What this task involves :: From the records below, please return each line that holds the word "when".

Input data ::
****

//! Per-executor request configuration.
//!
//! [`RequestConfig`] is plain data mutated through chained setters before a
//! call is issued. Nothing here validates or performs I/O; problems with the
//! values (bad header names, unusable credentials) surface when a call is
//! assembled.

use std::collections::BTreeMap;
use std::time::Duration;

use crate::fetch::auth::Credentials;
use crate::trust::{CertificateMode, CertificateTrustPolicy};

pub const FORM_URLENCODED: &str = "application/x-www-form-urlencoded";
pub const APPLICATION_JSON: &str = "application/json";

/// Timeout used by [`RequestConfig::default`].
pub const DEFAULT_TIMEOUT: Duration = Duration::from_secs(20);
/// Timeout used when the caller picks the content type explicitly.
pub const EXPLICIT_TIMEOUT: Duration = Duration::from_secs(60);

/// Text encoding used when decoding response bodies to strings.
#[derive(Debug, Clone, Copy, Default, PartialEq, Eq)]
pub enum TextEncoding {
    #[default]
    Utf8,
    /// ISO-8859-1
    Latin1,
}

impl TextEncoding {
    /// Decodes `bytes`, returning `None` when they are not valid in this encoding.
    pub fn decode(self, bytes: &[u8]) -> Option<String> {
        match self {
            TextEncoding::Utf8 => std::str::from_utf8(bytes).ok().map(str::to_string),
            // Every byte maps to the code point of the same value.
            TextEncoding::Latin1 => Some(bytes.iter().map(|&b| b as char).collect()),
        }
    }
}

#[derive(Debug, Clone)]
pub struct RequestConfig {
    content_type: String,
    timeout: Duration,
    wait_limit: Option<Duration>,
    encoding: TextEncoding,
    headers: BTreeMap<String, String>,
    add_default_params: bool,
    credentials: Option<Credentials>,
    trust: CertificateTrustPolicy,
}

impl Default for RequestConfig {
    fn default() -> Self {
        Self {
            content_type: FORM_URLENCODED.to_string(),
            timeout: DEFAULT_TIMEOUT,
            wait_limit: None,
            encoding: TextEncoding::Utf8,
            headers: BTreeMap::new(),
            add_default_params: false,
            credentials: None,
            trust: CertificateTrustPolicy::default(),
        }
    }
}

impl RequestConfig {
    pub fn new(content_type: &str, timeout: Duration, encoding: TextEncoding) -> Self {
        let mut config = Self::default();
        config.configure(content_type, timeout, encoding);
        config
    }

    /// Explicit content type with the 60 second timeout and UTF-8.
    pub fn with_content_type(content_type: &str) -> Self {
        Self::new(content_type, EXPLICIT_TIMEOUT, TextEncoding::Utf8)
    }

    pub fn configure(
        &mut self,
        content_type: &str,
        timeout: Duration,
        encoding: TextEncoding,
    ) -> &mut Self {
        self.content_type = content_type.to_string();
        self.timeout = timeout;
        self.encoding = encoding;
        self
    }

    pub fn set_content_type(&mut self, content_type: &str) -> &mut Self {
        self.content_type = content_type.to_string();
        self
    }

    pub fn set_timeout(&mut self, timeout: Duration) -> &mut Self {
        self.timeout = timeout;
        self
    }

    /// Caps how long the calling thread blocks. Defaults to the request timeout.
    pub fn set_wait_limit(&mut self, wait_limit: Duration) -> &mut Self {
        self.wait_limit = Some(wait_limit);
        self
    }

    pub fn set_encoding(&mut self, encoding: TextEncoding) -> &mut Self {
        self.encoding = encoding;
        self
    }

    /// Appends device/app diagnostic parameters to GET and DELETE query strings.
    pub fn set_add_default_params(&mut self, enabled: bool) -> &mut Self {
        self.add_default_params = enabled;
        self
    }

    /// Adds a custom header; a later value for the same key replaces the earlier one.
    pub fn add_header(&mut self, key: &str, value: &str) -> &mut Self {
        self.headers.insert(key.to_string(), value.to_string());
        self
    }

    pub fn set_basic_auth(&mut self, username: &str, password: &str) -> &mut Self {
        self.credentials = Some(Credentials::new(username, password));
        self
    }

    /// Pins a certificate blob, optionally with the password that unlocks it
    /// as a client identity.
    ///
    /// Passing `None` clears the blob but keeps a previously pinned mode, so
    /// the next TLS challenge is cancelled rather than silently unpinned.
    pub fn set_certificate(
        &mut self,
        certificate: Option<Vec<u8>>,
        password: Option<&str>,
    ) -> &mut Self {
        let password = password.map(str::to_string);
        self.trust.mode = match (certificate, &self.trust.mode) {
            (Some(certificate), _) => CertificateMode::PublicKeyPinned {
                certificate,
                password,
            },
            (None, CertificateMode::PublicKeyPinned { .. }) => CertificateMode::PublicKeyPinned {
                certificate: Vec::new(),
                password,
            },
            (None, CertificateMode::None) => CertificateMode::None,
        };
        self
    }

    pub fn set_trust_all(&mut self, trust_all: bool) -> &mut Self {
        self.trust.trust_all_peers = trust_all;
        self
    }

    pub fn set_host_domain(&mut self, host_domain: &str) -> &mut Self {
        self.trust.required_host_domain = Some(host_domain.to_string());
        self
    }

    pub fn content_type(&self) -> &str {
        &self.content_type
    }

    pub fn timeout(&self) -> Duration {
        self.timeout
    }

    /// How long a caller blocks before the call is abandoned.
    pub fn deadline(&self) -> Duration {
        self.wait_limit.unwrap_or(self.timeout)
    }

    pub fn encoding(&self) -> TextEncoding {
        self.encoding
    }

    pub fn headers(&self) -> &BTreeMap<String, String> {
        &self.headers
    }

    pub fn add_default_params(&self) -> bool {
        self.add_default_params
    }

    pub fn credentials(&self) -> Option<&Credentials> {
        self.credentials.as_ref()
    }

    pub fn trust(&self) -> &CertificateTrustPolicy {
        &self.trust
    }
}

****

Output for this task ::
//! values (bad header names, unusable credentials) surface when a call is
/// Timeout used when the caller picks the content type explicitly.
/// Text encoding used when decoding response bodies to strings.
    /// Decodes `bytes`, returning `None` when they are not valid in this encoding.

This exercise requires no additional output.